67-year-old female with reduced OD vision. History: prior plaquenil use, lupus, anemia, AFib, arthritis. Medications: Ezetimibe, Prednisone, Apixaban, Metoprolol.
VA: 20/50 OD → 20/40 OD with refraction; 20/40 OS → 20/25– OS. IOP: 18 OD / 15 OS. Exam: mild nuclear sclerosis OU, central posterior opacity OD, tear breakup 3 sec OU (dry eye, CPAP use). Posterior: healthy discs, OD macula foveal irregularity, OS macula flat; periphery clear.
Question: With mild cataract and OD macular changes, what is the relative lenticular vs macular contribution, and is further retinal imaging/referral warranted?
A retina specialist provided a virtual consult within 1-2 weeks through Care1. Scroll below to see their diagnosis.
Care1 Subspecialist’s Key Takeaways
The reduced best corrected acuity in the right eye appears multifactorial. A small central posterior lens opacity may contribute to decreased contrast and acuity, particularly under mesopic conditions. However, the documented foveal irregularity raises concern for subtle macular structural change.

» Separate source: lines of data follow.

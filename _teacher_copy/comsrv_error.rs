//! # Communication Service Error Handling
//!
//! This module provides comprehensive error handling for the Communication Service (ComSrv),
//! including error types, conversion utilities, and standardized error responses for API endpoints.
//!
//! ## Overview
//!
//! The error handling system is designed to provide clear, actionable error information
//! across all communication protocols and system operations. It includes automatic error
//! conversion, contextual error information, and standardized error responses for web APIs.
//!
//! ## Error Categories
//!
//! ### Configuration Errors
//! - Invalid configuration files or parameters
//! - Missing required configuration values
//! - Configuration format violations
//!
//! ### Communication Errors
//! - Protocol-specific communication failures
//! - Network connectivity issues
//! - Device communication timeouts
//!
//! ### System Errors
//! - I/O operation failures
//! - Resource access problems
//! - Internal system errors
//!
//! ### Protocol Errors
//! - Modbus communication errors
//! - IEC 60870 protocol errors
//! - MQTT messaging errors
//!
//! ## Error Context Enhancement
//!
//! The [`ErrorExt`] trait provides convenient methods for adding context to errors:
//!
//! ```rust
//! use comsrv::utils::{ErrorExt, Result};
//!
//! fn load_config() -> Result<String> {
//!     std::fs::read_to_string("config.yaml")
//!         .config_error("Failed to load main configuration file")
//! }
//!
//! fn connect_device() -> Result<()> {
//!     // ... connection logic
//!     Ok(())
//! }
//!
//! // Usage with context
//! fn initialize_system() -> Result<()> {
//!     load_config().context("System initialization failed")?;
//!     connect_device().connection_error("Failed to establish device connection")?;
//!     Ok(())
//! }
//! ```
//!
//! ## API Error Responses
//!
//! For web API endpoints, errors are converted to standardized [`ErrorResponse`] objects:
//!
//! ```rust
//! use comsrv::utils::error::{ComSrvError, ErrorResponse};
//! use warp::reply::json;
//!
//! async fn api_handler() -> Result<warp::reply::Json, warp::Rejection> {
//!     // Simulate some operation that might fail
//!     let result: Result<String, ComSrvError> = Ok("success".to_string());
//!     
//!     match result {
//!         Ok(data) => Ok(warp::reply::json(&data)),
//!         Err(e) => {
//!             let error_response = ErrorResponse::from(e);
//!             // In real code, you'd return an error response
//!             Ok(warp::reply::json(&error_response))
//!         }
//!     }
//! }
//! ```
//!
//! ## Error Recovery Strategies
//!
//! Different error types suggest different recovery strategies:
//!
//! ```
//! use comsrv::utils::{ComSrvError, Result};
//! use tokio::time::{sleep, Duration};
//!
//! async fn robust_operation() -> Result<String> {
//!     for attempt in 1..=3 {
//!         match risky_operation().await {
//!             Ok(result) => return Ok(result),
//!             Err(ComSrvError::TimeoutError(_)) |
//!             Err(ComSrvError::NetworkError(_)) => {
//!                 if attempt < 3 {
//!                     sleep(Duration::from_millis(1000 * attempt)).await;
//!                     continue;
//!                 }
//!             },
//!             Err(ComSrvError::ConfigError(_)) => {
//!                 // Don't retry configuration errors
//!                 return Err(ComSrvError::ConfigError(
//!                     "Configuration must be fixed before retrying".to_string()
//!                 ));
//!             },
//!             Err(e) => return Err(e),
//!         }
//!     }
//!     Err(ComSrvError::TimeoutError("Operation failed after 3 attempts".to_string()))
//! }
//!
//! async fn risky_operation() -> Result<String> {
//!     // Simulate a risky operation
//!     Ok("Success".to_string())
//! }
//! ```
//!
//! ## Logging Integration
//!
//! Errors integrate with the logging system for comprehensive error tracking:
//!
//! ```rust
//! use tracing::{error, warn};
//! use comsrv::utils::{ComSrvError, Result};
//!
//! fn handle_error(result: Result<()>) {
//!     if let Err(e) = result {
//!         match &e {
//!             ComSrvError::ConfigError(msg) => {
//!                 error!("Configuration error: {}", msg);
//!                 // Might need service restart
//!             },
//!             ComSrvError::TimeoutError(msg) => {
//!                 warn!("Timeout occurred: {}", msg);
//!                 // Usually recoverable
//!             },
//!             _ => {
//!                 error!("Unexpected error: {}", e);
//!             }
//!         }
//!     }
//! }
//! ```

use std::fmt::{self, Display, Formatter};
use std::io;
use thiserror::Error;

Given the history of prior hydroxychloroquine use and autoimmune disease, careful OCT review of the ellipsoid zone and parafoveal outer retina is recommended to rule out early or residual toxic maculopathy.
Dry eye disease may contribute to fluctuating blur but is unlikely to account for a stable 20 over 40 best corrected acuity in isolation.

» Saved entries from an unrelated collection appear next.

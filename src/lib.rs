//! modbus_core
//!
//! Protocol core for Modbus ASCII/RTU/TCP/TLS: wire framers, the full PDU
//! function-code set, a datastore for server-side dispatch, and a
//! transaction manager for client-side request/response correlation.

pub mod client;
pub mod codec;
pub mod config;
pub mod datastore;
pub mod error;
pub mod framer;
pub mod pdu;
pub mod server;
pub mod transaction;
pub mod transport;

pub use client::Client;
pub use config::{ClientDefaults, DeviceIdentity, ServerDefaults};
pub use error::{ModbusError, Result};
pub use framer::{AsciiFramer, DecodedFrame, Framer, RtuFramer, TcpFramer, TlsFramer};
pub use pdu::{ExceptionCode, ExceptionResponse, Header, PduRegistry, Request, RequestPdu, Response, ResponsePdu};
pub use transaction::TransactionManager;
pub use transport::Transport;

If OCT demonstrates disruption of outer retinal layers or progressive change, in person retinal evaluation is appropriate. If imaging is stable and lens opacity correlates with symptoms, cataract progression may be the primary contributor. Close follow up is advised to monitor for progression.

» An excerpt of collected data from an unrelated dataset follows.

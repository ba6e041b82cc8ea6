//! Modbus Protocol Common Definitions
//!
//! This module contains basic Modbus protocol definitions including function codes,
//! register types, data types, and utility functions.

use serde::{Deserialize, Serialize};

/// Modbus function codes
#[derive(Debug, Clone, Copy, PartialEq, Eq, Serialize, Deserialize)]
#[repr(u8)]
pub enum ModbusFunctionCode {
    Read01 = 0x01,
    Read02 = 0x02,
    Read03 = 0x03,
    Read04 = 0x04,
    Write05 = 0x05,
    Write06 = 0x06,
    Write0F = 0x0F,
    Write10 = 0x10,
    Custom(u8),
}

impl From<u8> for ModbusFunctionCode {
    fn from(code: u8) -> Self {
        match code {
            0x01 => ModbusFunctionCode::Read01,
            0x02 => ModbusFunctionCode::Read02,
            0x03 => ModbusFunctionCode::Read03,
            0x04 => ModbusFunctionCode::Read04,
            0x05 => ModbusFunctionCode::Write05,
            0x06 => ModbusFunctionCode::Write06,
            0x0F => ModbusFunctionCode::Write0F,
            0x10 => ModbusFunctionCode::Write10,
            other => ModbusFunctionCode::Custom(other),
        }
    }
}

impl From<ModbusFunctionCode> for u8 {
    fn from(code: ModbusFunctionCode) -> Self {
        match code {
            ModbusFunctionCode::Read01 => 0x01,
            ModbusFunctionCode::Read02 => 0x02,
            ModbusFunctionCode::Read03 => 0x03,
            ModbusFunctionCode::Read04 => 0x04,
            ModbusFunctionCode::Write05 => 0x05,
            ModbusFunctionCode::Write06 => 0x06,
            ModbusFunctionCode::Write0F => 0x0F,
            ModbusFunctionCode::Write10 => 0x10,
            ModbusFunctionCode::Custom(code) => code,
        }
    }
}

impl ModbusFunctionCode {
    /// Get the register type associated with this function code
    pub fn register_type(&self) -> ModbusRegisterType {
        match self {
            ModbusFunctionCode::Read01 | ModbusFunctionCode::Write05 | ModbusFunctionCode::Write0F => {
                ModbusRegisterType::Coil
            }
            ModbusFunctionCode::Read02 => ModbusRegisterType::DiscreteInput,
            ModbusFunctionCode::Read03 | ModbusFunctionCode::Write06 | ModbusFunctionCode::Write10 => {
                ModbusRegisterType::HoldingRegister
            }
            ModbusFunctionCode::Read04 => ModbusRegisterType::InputRegister,
            ModbusFunctionCode::Custom(_) => ModbusRegisterType::HoldingRegister, // Default for custom
        }
    }
}

/// Modbus register types
#[derive(Debug, Clone, Copy, PartialEq, Eq, PartialOrd, Ord, Hash, Serialize, Deserialize)]
pub enum ModbusRegisterType {
    Coil,
    DiscreteInput,
    InputRegister,
    HoldingRegister,
}

/// Modbus data types
#[derive(Debug, Clone, Copy, PartialEq, Eq, Serialize, Deserialize)]
pub enum ModbusDataType {
    Bool,
    Int16,
    UInt16,
    Int32,
    UInt32,
    Int64,
    UInt64,
    Float32,
    Float64,
    String(usize),
}

impl ModbusDataType {
    /// Get number of registers needed for this data type
    pub fn register_count(&self) -> u16 {
        match self {
            ModbusDataType::Bool | ModbusDataType::Int16 | ModbusDataType::UInt16 => 1,
            ModbusDataType::Int32 | ModbusDataType::UInt32 | ModbusDataType::Float32 => 2,
            ModbusDataType::Int64 | ModbusDataType::UInt64 | ModbusDataType::Float64 => 4,
            ModbusDataType::String(length) => (*length as u16 + 1) / 2,
        }
    }
}

/// Byte order for multi-register values
/// 
/// Different data types support different byte ordering options:
/// - 16-bit (1 register): AB, BA
/// - 32-bit (2 registers): ABCD, DCBA, BADC, CDAB  
/// - 64-bit (4 registers): All combinations + additional patterns
#[derive(Debug, Clone, Copy, PartialEq, Eq, Serialize, Deserialize)]
pub enum ByteOrder {
    // 16-bit patterns (1 register)
    /// AB - Big Endian for 16-bit values
    AB,
    /// BA - Little Endian for 16-bit values  
    BA,
    
    // 32-bit patterns (2 registers)
    /// ABCD - Big Endian for 32-bit values
    ABCD,
    /// DCBA - Little Endian for 32-bit values
    DCBA,
    /// BADC - Big Endian Word Swapped for 32-bit values
    BADC,
    /// CDAB - Little Endian Word Swapped for 32-bit values
    CDAB,
    
    // 64-bit patterns (4 registers) 
    /// ABCDEFGH - Big Endian for 64-bit values
    ABCDEFGH,
    /// HGFEDCBA - Little Endian for 64-bit values
    HGFEDCBA,
    /// BADCFEHG - Word Swapped for 64-bit values
    BADCFEHG,
    /// GHEFCDAB - Double Word Swapped for 64-bit values
    GHEFCDAB,
}

impl Default for ByteOrder {
    fn default() -> Self {
        ByteOrder::AB
    }
}

impl ByteOrder {
    /// Get valid byte orders for a specific data type
    pub fn valid_for_data_type(data_type: &ModbusDataType) -> Vec<ByteOrder> {
        match data_type {
            ModbusDataType::Bool | ModbusDataType::Int16 | ModbusDataType::UInt16 => {
                vec![ByteOrder::AB, ByteOrder::BA]
            }
            ModbusDataType::Int32 | ModbusDataType::UInt32 | ModbusDataType::Float32 => {
                vec![
                    ByteOrder::ABCD,
                    ByteOrder::DCBA,
                    ByteOrder::BADC,
                    ByteOrder::CDAB,
                ]
            }
            ModbusDataType::Int64 | ModbusDataType::UInt64 | ModbusDataType::Float64 => {
                vec![
                    ByteOrder::ABCDEFGH,
                    ByteOrder::HGFEDCBA,
                    ByteOrder::BADCFEHG,
                    ByteOrder::GHEFCDAB,
                ]
            }
            ModbusDataType::String(_) => {
                vec![ByteOrder::AB, ByteOrder::BA] // String uses 16-bit chunks
            }
        }
    }
    
    /// Check if this byte order is valid for the given data type
    pub fn is_valid_for(&self, data_type: &ModbusDataType) -> bool {
        Self::valid_for_data_type(data_type).contains(self)
    }
    
    /// Get default byte order for a data type
    pub fn default_for_data_type(data_type: &ModbusDataType) -> ByteOrder {
        match data_type {
            ModbusDataType::Bool | ModbusDataType::Int16 | ModbusDataType::UInt16 => ByteOrder::AB,
            ModbusDataType::Int32 | ModbusDataType::UInt32 | ModbusDataType::Float32 => ByteOrder::ABCD,
            ModbusDataType::Int64 | ModbusDataType::UInt64 | ModbusDataType::Float64 => ByteOrder::ABCDEFGH,
            ModbusDataType::String(_) => ByteOrder::AB,
        }
    }
}

/// Point mapping configuration
#[derive(Debug, Clone, Serialize, Deserialize)]
pub struct ModbusRegisterMapping {
    pub name: String,
    pub slave_id: u8,
    pub function_code: ModbusFunctionCode,
    pub register_type: ModbusRegisterType,
    pub address: u16,
    pub data_type: ModbusDataType,
    pub byte_order: ByteOrder,
    pub description: Option<String>,
}

impl Default for ModbusRegisterMapping {
    fn default() -> Self {
        let data_type = ModbusDataType::UInt16;
        let function_code = ModbusFunctionCode::Read03;
        Self {
            name: String::new(),
            slave_id: 1,
            function_code,
            register_type: function_code.register_type(),
            address: 0,
            data_type,
            byte_order: ByteOrder::default_for_data_type(&data_type),
            description: None,
        }
    }
}

impl ModbusRegisterMapping {
    /// Create a new mapping with basic validation (automatically derives register_type from function_code)
    pub fn new(address: u16, data_type: ModbusDataType, name: String) -> Self {
        let function_code = ModbusFunctionCode::Read03;
        let mapping = Self {
            name,
            slave_id: 1,
            function_code,
            register_type: function_code.register_type(),
            address,
            data_type,
            byte_order: ByteOrder::default_for_data_type(&data_type),
            description: None,
        };
        mapping
    }

    /// Get the number of registers this mapping occupies
    pub fn register_count(&self) -> u16 {
        self.data_type.register_count()
    }

    /// Get the last address this mapping occupies
    pub fn end_address(&self) -> u16 {
        self.address + self.register_count() - 1
    }

    /// Validate the mapping configuration
    pub fn validate(&self) -> Result<(), String> {
        // Validate slave ID range
        if self.slave_id == 0 || self.slave_id > 247 {
            return Err(format!("Invalid slave_id: {}. Must be between 1 and 247", self.slave_id));
        }

        // Validate address range
        if self.address > 65535 {
            return Err(format!("Invalid address: {}. Must be <= 65535", self.address));
        }

        // Validate address doesn't overflow
        let end_addr = self.address as u32 + self.register_count() as u32 - 1;
        if end_addr > 65535 {
            return Err(format!(
                "Address range overflow: {} to {} exceeds maximum address 65535",
                self.address, end_addr
            ));
        }

        // Validate byte order matches data type
        if !self.byte_order.is_valid_for(&self.data_type) {
            return Err(format!(
                "Invalid byte order {:?} for data type {:?}. Valid options: {:?}",
                self.byte_order,
                self.data_type,
                ByteOrder::valid_for_data_type(&self.data_type)
            ));
        }

        // Validate function code compatibility with data type
        match (&self.function_code, &self.data_type) {
            // Coil functions (01, 05, 0F) should use Bool
            (ModbusFunctionCode::Read01 | ModbusFunctionCode::Write05 | ModbusFunctionCode::Write0F, dt) => {
                if !matches!(dt, ModbusDataType::Bool) {
                    return Err(format!("Function code {:?} requires Bool data type, got {:?}", self.function_code, dt));
                }
            }
            // Discrete input (02) should use Bool
            (ModbusFunctionCode::Read02, dt) => {
                if !matches!(dt, ModbusDataType::Bool) {
                    return Err(format!("Function code {:?} requires Bool data type, got {:?}", self.function_code, dt));
                }
            }
            // Register functions (03, 04, 06, 10) should not use Bool
            (ModbusFunctionCode::Read03 | ModbusFunctionCode::Read04 | ModbusFunctionCode::Write06 | ModbusFunctionCode::Write10, dt) => {
                if matches!(dt, ModbusDataType::Bool) {
                    return Err(format!("Function code {:?} cannot use Bool data type", self.function_code));
                }
            }
            _ => {} // Custom function codes are not validated
        }

        // Validate register_type matches function_code
        let expected_register_type = self.function_code.register_type();
        if self.register_type != expected_register_type {
            return Err(format!(
                "Register type {:?} does not match function code {:?}. Expected {:?}",
                self.register_type, self.function_code, expected_register_type
            ));
        }

        Ok(())
    }

    /// Create a new mapping with full validation (automatically derives register_type from function_code)
    pub fn new_with_validation(
        name: String,
        slave_id: u8,
        function_code: ModbusFunctionCode,
        address: u16,
        data_type: ModbusDataType,
    ) -> Result<Self, String> {
        let mapping = Self {
            name,
            slave_id,
            function_code,
            register_type: function_code.register_type(),
            address,
            data_type,
            byte_order: ByteOrder::default_for_data_type(&data_type),
            description: None,
        };
        
        mapping.validate()?;
        Ok(mapping)
    }

    /// Set byte order with validation
    pub fn with_byte_order(mut self, byte_order: ByteOrder) -> Result<Self, String> {
        if !byte_order.is_valid_for(&self.data_type) {
            return Err(format!(
                "Invalid byte order {:?} for data type {:?}. Valid options: {:?}",
                byte_order,
                self.data_type,
                ByteOrder::valid_for_data_type(&self.data_type)
            ));
        }
        self.byte_order = byte_order;
        Ok(self)
    }

    /// Set function code and automatically update register_type
    pub fn with_function_code(mut self, function_code: ModbusFunctionCode) -> Self {
        self.function_code = function_code;
        self.register_type = function_code.register_type();
        self
    }

    /// Check if this mapping is writable based on function code
    pub fn is_writable(&self) -> bool {
        matches!(
            self.function_code,
            ModbusFunctionCode::Write05 | ModbusFunctionCode::Write06 
            | ModbusFunctionCode::Write0F | ModbusFunctionCode::Write10
        )
    }

    /// Get access mode string for backward compatibility
    pub fn access_mode(&self) -> String {
        if self.is_writable() {
            "read_write".to_string()
        } else {
            "read".to_string()
        }
    }

    /// Get display name (same as name for simplicity)
    pub fn display_name(&self) -> String {
        self.name.clone()
    }

    /// Get unit (empty string as default)
    pub fn unit(&self) -> String {
        String::new()
    }

    /// Get scale factor (1.0 as default for no scaling)
    pub fn scale(&self) -> f64 {
        1.0
    }

    /// Get offset (0.0 as default for no offset)
    pub fn offset(&self) -> f64 {
        0.0
    }
}

/// Calculate CRC16 for Modbus RTU
/// 
/// # Arguments
/// * `data` - The data bytes to calculate CRC for
/// 
/// # Returns
/// * `u16` - The calculated CRC16 value
pub fn crc16_modbus(data: &[u8]) -> u16 {
    let mut crc: u16 = 0xFFFF;
    for byte in data {
        crc ^= *byte as u16;
        for _ in 0..8 {
            if crc & 0x0001 != 0 {
                crc = (crc >> 1) ^ 0xA001;
            } else {
                crc >>= 1;
            }
        }
    }
    crc
}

Care1 AI’s Clinical Insight
When reduced acuity does not fully correlate with refractive error or lens findings, subtle macular pathology should be suspected. Foveal contour irregularities may reflect prior inflammatory, toxic, or degenerative changes and can limit visual potential even in the absence of obvious edema or hemorrhage. Optical coherence tomography is essential in distinguishing photoreceptor layer disruption from surface or lenticular causes of blur.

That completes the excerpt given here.